The writer is a business and economy journalist.

IT is now next to impossible to have any forward-looking conversation about the outlook for Pakistan’s economy without taking into consideration the developments in the Gaza crisis.

The external sector has always been vulnerable in Pakistan (barring a few years of reserve accumulation here and there) but rarely has it been as vulnerable as it is now.

Consider, for example, that in July the managing director of the IMF had to point out that the ongoing Stand-by Arrangement is one last shot at trying to restore debt sustainability. If this programme fails, then debt restructuring will become inevitable. The last time Pakistan undertook debt restructuring was in 2000 and 2001, nearly a quarter of a century ago.

The managing director’s comment alone is enough to know that the external sector is in a very precarious position, one the likes of which it has not stood in for decades. And given this precariousness, its vulnerability to developments in the world, whether economic or geopolitical, is magnified.

Two questions are important to ask about the Gaza conflict from this perspective. First, how far will it go? Second, how far will it spread?

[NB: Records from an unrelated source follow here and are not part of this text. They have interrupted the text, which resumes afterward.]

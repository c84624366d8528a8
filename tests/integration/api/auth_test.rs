//! Authentication API integration tests
//!
//! Tests for login, the current-user endpoint and token handling.

use axum::http::StatusCode;
use pretty_assertions::assert_eq;
use serde_json::json;

use crate::common::{assert_error, assert_status, login, TestApp, ADMIN, USER};

#[tokio::test]
async fn test_health() {
    let app = TestApp::new().await;
    let response = app.get("/api/health", None).await;
    let body = assert_status(&response, StatusCode::OK);
    assert_eq!(body["status"], "OK");
    assert!(body["timestamp"].is_string());
}

#[tokio::test]
async fn test_login_success() {
    let app = TestApp::new().await;
    let response = app
        .post("/api/auth/login", None, json!({ "username": "user2", "password": "user2" }))
        .await;

    let body = assert_status(&response, StatusCode::OK);
    assert!(body["token"].as_str().is_some_and(|t| !t.is_empty()));
    assert_eq!(body["username"], "user2");
    assert_eq!(body["role"], "admin");
    assert!(body["userId"].is_string());
}

#[tokio::test]
async fn test_login_rejections() {
    let app = TestApp::new().await;

    let response = app.post("/api/auth/login", None, json!({ "username": "user1" })).await;
    assert_error(&response, StatusCode::BAD_REQUEST, "Username and password required");

    let response = app
        .post("/api/auth/login", None, json!({ "username": "user1", "password": "nope" }))
        .await;
    assert_error(&response, StatusCode::UNAUTHORIZED, "Invalid credentials");

    let response = app
        .post("/api/auth/login", None, json!({ "username": "ghost", "password": "user1" }))
        .await;
    assert_error(&response, StatusCode::UNAUTHORIZED, "Invalid credentials");
}

#[tokio::test]
async fn test_me_returns_principal() {
    let app = TestApp::new().await;
    let token = login(&app, USER).await;

    let response = app.get("/api/auth/me", Some(&token)).await;
    let body = assert_status(&response, StatusCode::OK);
    assert_eq!(body["username"], "user1");
    assert_eq!(body["role"], "user");
}

#[tokio::test]
async fn test_protected_routes_need_a_valid_token() {
    let app = TestApp::new().await;

    let response = app.get("/api/contacts", None).await;
    assert_error(&response, StatusCode::UNAUTHORIZED, "Access token required");

    let response = app.get("/api/contacts", Some("not.a.token")).await;
    assert_error(&response, StatusCode::UNAUTHORIZED, "Invalid or expired token");
}

#[tokio::test]
async fn test_deleted_user_token_is_rejected() {
    let app = TestApp::new().await;
    let admin = login(&app, ADMIN).await;
    let token = crate::common::create_and_login(&app, &admin, "temp", "user").await;

    let me = app.get("/api/auth/me", Some(&token)).await;
    let id = me.body["userId"].as_str().unwrap().to_string();
    assert_status(&app.delete(&format!("/api/users/{id}"), Some(&admin)).await, StatusCode::OK);

    let response = app.get("/api/auth/me", Some(&token)).await;
    assert_error(&response, StatusCode::UNAUTHORIZED, "Invalid or expired token");
}

#[tokio::test]
async fn test_unknown_route() {
    let app = TestApp::new().await;
    let response = app.get("/api/nothing-here", None).await;
    assert_error(&response, StatusCode::NOT_FOUND, "Route not found");
}
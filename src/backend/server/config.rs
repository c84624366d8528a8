/**
 * Server Configuration
 *
 * This module handles the PostgreSQL side of startup: opening the pool and
 * running migrations.
 *
 * # Error Handling
 *
 * A configured database that cannot be reached stops startup; silently
 * falling back to the in-memory stores would lose every write. A failed
 * migration is logged and startup continues, since the schema may already
 * be in place.
 */

use sqlx::PgPool;
use thiserror::Error;

use crate::backend::error::BackendError;
use crate::shared::ConfigError;

/// Failures that prevent the server from starting
#[derive(Debug, Error)]
pub enum StartupError {
    #[error("Invalid configuration: {0}")]
    Config(#[from] ConfigError),

    #[error("Database connection failed: {0}")]
    Database(#[from] sqlx::Error),

    /// Seeding default users failed
    #[error("Startup task failed: {0}")]
    Backend(#[from] BackendError),
}

/// Connect to PostgreSQL and run migrations
///
/// This function:
/// 1. Creates a PostgreSQL connection pool
/// 2. Runs the migrations in `migrations/`
///
/// # Example
///
/// ```rust,no_run
/// use contacthub::backend::server::config::load_database;
///
/// # async fn example() -> Result<(), Box<dyn std::error::Error>> {
/// let pool = load_database("postgres://localhost/contacthub").await?;
/// # Ok(())
/// # }
/// ```
pub async fn load_database(database_url: &str) -> Result<PgPool, StartupError> {
    tracing::info!("[Startup] Connecting to database...");

    let pool = PgPool::connect(database_url).await.map_err(|e| {
        tracing::error!("[Startup] Failed to create database connection pool: {:?}", e);
        e
    })?;

    tracing::info!("[Startup] Database connection pool created successfully");

    tracing::info!("[Startup] Running database migrations...");
    match sqlx::migrate!().run(&pool).await {
        Ok(_) => {
            tracing::info!("[Startup] Database migrations completed successfully");
        }
        Err(e) => {
            tracing::error!("[Startup] Failed to run database migrations: {}", e);
            tracing::warn!("[Startup] Continuing without migrations - database might not be up to date");
        }
    }

    Ok(pool)
}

Others are better positioned to talk about the geopolitics and drivers of conflict in that crisis. For now, it is enough to note that this time it is different. This is not one of those flare-ups that has marked the timeline of Gaza and Israel since 2000.

That was a strategy the Israelis referred to as ‘mowing the lawn’, which meant going in after a gap of a few years and taking out a large number of the fighters, bomb-makers, financiers and other skilled individuals working with Hamas, to degrade the organisation’s ability to wage conflict. Hamas would rebuild this capability in a few years, and the Israelis would come in a few years later and ‘mow the lawn’ once again.

It is possible that ‘relevance’ in this new world could be a chalice more poisoned than the two Afghan wars we got embroiled in.

It’s safe to say the days of ‘mowing the lawn’ are now over. The attacks of Oct 7 were so intense — claiming more casualties in this short timespan than the Israelis have faced in any preceding war — that they have turned the page in this conflict forever.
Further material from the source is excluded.